Stored data:
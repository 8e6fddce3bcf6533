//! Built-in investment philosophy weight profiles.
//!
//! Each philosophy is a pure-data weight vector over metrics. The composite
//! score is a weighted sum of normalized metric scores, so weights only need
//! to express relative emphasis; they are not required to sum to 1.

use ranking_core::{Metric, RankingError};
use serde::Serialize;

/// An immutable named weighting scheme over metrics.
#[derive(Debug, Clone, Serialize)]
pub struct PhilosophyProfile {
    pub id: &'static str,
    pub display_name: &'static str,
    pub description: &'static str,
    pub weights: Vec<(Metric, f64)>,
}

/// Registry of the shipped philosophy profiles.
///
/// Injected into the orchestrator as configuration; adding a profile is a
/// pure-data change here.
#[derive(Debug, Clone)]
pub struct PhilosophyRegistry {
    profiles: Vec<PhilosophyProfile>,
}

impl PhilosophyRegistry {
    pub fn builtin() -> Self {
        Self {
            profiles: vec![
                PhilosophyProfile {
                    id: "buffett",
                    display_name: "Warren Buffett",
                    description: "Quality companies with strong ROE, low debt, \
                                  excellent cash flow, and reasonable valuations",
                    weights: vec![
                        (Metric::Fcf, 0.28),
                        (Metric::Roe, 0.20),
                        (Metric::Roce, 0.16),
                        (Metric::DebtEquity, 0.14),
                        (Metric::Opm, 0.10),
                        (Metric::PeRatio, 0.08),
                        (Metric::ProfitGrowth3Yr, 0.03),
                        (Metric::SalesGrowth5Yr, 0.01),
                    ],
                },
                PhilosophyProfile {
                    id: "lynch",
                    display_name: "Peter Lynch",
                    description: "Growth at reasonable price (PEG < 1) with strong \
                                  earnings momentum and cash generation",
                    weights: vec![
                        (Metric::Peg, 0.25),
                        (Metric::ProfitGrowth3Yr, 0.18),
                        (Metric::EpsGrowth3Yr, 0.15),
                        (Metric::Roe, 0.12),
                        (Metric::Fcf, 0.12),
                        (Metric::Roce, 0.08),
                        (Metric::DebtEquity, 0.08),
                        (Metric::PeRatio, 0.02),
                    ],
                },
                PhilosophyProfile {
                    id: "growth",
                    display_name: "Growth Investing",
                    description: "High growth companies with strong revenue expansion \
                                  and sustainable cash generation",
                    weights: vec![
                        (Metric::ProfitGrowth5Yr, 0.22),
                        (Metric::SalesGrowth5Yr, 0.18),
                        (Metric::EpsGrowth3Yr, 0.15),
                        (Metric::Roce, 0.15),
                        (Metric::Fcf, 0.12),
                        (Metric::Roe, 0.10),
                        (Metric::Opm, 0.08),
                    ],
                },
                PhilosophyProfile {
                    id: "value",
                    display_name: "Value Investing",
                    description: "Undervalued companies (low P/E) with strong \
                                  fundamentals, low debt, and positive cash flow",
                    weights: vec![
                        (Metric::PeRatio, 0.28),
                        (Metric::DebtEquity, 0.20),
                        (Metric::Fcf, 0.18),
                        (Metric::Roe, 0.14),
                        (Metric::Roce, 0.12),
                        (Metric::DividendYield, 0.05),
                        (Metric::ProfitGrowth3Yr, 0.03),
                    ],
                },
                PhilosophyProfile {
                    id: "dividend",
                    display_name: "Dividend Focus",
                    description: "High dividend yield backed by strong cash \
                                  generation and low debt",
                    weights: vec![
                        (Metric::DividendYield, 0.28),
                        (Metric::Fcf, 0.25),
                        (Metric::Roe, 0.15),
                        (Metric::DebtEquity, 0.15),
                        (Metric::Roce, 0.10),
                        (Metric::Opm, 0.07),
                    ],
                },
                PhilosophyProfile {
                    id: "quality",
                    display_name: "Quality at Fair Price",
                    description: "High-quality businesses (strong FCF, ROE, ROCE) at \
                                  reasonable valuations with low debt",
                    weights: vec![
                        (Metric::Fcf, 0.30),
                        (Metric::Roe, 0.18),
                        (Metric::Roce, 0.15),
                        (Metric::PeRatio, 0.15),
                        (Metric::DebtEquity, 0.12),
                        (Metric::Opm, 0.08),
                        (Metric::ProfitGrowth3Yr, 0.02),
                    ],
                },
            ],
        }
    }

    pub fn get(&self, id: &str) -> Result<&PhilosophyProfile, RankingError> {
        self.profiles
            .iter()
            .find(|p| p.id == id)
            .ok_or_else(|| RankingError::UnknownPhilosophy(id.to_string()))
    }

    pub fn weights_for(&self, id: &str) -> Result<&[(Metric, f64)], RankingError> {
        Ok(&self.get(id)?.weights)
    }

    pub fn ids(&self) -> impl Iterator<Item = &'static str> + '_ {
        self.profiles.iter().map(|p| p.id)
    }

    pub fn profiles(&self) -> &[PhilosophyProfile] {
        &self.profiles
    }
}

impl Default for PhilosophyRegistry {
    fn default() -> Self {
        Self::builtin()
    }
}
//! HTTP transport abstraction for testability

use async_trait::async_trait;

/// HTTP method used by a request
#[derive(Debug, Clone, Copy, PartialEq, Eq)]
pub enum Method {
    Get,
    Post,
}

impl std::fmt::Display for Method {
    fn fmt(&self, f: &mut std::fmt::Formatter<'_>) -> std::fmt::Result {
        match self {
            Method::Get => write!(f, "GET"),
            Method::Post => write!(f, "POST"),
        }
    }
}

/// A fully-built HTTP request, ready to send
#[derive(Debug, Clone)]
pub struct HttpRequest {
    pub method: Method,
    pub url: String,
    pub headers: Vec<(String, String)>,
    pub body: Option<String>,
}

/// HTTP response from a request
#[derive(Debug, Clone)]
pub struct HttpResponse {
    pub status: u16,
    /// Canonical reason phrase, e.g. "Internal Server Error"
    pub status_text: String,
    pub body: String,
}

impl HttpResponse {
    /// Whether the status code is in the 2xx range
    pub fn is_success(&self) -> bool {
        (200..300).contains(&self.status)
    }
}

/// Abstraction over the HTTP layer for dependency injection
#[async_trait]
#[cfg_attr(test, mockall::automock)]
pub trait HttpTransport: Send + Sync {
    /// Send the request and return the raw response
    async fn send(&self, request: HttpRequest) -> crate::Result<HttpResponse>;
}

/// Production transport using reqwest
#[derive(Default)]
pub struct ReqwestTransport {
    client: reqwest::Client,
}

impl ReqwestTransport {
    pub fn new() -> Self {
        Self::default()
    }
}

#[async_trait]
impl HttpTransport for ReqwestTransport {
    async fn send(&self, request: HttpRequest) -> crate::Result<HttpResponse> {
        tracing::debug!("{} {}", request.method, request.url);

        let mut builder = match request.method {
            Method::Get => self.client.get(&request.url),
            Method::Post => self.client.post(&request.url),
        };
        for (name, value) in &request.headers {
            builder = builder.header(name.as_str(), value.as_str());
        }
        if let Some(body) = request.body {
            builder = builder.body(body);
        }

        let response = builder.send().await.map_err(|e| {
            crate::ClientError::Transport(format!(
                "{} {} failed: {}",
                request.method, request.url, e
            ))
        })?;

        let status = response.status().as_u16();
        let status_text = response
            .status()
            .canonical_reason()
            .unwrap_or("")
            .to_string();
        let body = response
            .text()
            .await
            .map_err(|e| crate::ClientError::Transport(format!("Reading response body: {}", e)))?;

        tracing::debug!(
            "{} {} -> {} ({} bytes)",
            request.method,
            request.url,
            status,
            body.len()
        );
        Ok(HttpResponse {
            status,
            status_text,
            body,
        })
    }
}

---

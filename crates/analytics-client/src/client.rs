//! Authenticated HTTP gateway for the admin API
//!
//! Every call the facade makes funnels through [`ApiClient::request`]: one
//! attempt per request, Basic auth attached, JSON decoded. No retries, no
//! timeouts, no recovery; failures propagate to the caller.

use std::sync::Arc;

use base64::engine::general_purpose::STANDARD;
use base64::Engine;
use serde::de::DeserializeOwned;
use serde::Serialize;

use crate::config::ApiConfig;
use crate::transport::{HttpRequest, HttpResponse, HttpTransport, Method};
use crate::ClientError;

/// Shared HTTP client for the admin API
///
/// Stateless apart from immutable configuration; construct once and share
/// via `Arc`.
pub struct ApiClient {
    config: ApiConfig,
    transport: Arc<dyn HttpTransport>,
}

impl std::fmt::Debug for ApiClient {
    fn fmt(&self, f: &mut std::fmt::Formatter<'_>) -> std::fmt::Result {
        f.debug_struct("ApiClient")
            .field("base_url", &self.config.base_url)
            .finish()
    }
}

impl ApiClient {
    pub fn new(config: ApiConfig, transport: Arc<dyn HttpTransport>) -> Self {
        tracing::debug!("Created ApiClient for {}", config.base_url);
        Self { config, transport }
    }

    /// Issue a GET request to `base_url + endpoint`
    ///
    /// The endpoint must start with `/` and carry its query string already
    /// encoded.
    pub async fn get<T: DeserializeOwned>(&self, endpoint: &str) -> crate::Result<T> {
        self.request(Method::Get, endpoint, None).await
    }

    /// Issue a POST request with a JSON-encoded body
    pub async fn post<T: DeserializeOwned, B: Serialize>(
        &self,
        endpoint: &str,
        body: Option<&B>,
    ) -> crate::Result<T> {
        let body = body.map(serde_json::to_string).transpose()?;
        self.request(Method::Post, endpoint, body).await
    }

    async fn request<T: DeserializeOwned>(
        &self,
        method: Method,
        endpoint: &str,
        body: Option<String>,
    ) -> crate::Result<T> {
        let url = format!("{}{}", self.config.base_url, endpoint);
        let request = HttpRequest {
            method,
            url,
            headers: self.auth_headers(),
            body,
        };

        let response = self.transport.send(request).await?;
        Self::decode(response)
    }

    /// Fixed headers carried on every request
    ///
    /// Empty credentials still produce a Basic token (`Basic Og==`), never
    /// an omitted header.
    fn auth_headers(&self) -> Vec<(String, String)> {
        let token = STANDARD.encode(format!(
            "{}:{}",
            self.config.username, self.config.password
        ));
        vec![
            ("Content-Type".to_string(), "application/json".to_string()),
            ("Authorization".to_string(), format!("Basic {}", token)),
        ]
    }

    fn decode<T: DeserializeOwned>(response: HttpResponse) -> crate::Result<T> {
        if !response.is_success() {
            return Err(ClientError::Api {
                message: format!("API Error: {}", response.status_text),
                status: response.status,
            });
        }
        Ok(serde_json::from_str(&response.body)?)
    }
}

• _Assignment_:
What you give back should be only the lines of the records above, starting at the line with "repository 8e6fddce3bcf6533" and ending at the line with "to sum to 1.", restated word for word.

• _Answer to the problem_:
repository 8e6fddce3bcf6533
//! Built-in investment philosophy weight profiles.
//!
//! Each philosophy is a pure-data weight vector over metrics. The composite
//! score is a weighted sum of normalized metric scores, so weights only need
//! to express relative emphasis; they are not required to sum to 1.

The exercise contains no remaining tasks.